Where does the word "tagged" show up in the records? Copy every line that has it.

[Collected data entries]
##########

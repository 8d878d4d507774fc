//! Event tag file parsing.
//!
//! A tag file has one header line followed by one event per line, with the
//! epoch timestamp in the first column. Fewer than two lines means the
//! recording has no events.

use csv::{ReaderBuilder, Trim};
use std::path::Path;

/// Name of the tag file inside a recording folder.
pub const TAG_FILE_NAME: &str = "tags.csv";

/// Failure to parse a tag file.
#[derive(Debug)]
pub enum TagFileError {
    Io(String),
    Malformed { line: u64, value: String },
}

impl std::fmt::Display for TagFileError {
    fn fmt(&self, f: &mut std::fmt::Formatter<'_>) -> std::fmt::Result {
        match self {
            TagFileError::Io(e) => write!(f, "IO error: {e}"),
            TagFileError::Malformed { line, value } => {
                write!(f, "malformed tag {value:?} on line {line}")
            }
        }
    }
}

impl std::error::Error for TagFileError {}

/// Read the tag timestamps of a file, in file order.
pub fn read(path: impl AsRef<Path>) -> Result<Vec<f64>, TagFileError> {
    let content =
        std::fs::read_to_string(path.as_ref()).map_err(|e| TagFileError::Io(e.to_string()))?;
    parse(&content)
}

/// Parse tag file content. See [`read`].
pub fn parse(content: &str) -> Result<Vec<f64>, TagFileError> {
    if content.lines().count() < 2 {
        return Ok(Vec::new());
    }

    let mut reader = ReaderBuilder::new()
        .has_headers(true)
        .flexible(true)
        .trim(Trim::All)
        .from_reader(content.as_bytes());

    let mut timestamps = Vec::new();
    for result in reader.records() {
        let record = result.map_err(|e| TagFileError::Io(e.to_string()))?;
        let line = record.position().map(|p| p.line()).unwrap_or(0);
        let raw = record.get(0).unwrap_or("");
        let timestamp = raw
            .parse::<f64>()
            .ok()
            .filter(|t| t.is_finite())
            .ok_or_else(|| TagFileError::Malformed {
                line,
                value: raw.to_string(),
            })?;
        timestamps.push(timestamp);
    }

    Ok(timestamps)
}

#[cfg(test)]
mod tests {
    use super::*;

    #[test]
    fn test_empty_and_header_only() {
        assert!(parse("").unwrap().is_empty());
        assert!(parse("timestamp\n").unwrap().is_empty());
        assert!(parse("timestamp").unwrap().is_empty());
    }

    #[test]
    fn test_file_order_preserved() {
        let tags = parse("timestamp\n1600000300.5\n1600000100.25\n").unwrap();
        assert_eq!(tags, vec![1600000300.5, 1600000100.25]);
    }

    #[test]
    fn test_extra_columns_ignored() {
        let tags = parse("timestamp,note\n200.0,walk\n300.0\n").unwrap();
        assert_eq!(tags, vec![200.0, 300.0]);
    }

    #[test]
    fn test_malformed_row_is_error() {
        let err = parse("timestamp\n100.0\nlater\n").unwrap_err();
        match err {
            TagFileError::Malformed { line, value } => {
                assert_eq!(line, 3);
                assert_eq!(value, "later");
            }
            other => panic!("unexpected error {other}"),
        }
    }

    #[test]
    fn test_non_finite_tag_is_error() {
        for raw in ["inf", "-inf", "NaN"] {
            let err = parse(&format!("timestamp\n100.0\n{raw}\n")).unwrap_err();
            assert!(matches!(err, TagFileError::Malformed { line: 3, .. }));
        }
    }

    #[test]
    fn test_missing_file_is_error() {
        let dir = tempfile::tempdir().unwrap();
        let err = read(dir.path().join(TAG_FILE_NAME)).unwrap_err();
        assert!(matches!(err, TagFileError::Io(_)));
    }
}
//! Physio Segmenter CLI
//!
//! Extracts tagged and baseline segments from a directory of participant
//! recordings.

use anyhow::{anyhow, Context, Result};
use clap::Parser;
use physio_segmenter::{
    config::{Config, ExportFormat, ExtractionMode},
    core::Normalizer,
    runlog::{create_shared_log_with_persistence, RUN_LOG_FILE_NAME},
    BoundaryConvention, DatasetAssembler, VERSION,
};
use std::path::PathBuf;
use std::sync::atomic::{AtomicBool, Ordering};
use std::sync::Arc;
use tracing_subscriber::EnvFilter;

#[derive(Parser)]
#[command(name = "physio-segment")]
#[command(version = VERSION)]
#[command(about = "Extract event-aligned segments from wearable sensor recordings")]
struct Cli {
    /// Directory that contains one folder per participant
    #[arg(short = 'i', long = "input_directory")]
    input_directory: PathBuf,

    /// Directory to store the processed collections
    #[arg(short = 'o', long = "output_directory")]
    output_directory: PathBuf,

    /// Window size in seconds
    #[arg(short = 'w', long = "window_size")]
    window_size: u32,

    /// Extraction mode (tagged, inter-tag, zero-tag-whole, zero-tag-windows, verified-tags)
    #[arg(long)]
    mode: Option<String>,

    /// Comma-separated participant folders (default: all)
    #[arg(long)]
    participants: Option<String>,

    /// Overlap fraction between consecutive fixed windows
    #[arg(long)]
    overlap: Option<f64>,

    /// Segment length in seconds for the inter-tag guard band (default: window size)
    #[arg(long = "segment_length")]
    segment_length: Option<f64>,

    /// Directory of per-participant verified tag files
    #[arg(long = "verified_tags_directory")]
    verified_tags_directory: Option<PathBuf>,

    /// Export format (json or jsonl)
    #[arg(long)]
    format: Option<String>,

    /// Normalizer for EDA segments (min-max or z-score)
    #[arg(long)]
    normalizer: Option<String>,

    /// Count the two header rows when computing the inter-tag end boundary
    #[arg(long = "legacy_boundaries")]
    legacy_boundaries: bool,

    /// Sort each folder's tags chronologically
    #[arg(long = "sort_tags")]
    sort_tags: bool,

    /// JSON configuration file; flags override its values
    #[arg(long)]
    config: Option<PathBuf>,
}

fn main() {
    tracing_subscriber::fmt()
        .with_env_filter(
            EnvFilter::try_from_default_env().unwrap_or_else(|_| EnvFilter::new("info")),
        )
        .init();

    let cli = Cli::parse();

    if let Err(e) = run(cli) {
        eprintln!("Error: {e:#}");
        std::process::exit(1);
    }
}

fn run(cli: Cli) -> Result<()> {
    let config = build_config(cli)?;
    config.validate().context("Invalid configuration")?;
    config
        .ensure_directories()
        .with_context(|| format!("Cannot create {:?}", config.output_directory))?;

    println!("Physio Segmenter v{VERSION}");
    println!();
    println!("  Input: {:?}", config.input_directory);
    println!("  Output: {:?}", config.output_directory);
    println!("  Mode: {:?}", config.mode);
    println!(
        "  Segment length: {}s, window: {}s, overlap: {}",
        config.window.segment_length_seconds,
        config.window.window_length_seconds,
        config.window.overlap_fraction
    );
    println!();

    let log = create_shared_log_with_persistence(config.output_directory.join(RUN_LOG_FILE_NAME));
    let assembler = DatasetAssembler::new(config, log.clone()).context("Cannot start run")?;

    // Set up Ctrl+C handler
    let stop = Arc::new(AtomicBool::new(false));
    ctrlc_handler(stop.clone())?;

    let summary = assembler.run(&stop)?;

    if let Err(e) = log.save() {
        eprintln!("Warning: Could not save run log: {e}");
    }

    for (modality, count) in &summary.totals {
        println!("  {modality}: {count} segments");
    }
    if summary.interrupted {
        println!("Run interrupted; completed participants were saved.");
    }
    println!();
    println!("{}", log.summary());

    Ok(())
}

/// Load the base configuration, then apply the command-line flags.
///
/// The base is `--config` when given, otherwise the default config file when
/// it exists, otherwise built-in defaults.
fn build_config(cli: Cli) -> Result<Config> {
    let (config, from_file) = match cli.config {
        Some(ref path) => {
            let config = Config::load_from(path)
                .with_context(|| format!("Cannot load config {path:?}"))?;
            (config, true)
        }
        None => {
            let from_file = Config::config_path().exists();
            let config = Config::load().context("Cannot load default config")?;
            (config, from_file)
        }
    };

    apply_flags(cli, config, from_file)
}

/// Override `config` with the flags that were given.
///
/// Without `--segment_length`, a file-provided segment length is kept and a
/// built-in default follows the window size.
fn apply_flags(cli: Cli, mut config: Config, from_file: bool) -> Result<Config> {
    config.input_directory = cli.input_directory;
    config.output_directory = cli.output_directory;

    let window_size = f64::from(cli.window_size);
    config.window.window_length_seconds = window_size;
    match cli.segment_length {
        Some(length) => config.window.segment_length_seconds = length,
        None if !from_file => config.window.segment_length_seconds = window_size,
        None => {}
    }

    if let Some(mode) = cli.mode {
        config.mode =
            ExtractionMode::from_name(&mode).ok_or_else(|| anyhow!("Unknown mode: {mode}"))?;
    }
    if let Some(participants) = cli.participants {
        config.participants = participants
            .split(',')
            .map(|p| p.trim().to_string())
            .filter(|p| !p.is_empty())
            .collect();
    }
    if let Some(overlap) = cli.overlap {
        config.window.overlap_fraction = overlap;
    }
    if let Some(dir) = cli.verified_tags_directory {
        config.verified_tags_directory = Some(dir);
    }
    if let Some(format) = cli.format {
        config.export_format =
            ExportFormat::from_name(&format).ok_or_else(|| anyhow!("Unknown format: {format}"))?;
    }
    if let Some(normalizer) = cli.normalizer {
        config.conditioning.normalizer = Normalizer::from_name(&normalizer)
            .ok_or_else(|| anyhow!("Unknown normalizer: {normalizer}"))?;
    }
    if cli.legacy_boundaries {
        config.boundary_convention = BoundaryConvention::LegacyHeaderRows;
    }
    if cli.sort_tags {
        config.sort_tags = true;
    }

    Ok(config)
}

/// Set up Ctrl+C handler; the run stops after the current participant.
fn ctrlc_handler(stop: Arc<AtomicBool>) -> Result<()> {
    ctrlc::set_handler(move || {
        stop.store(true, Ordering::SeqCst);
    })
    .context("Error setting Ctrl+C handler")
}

##########

**SOLUTION FOR THIS PROBLEM**
//! Extracts tagged and baseline segments from a directory of participant
    /// Extraction mode (tagged, inter-tag, zero-tag-whole, zero-tag-windows, verified-tags)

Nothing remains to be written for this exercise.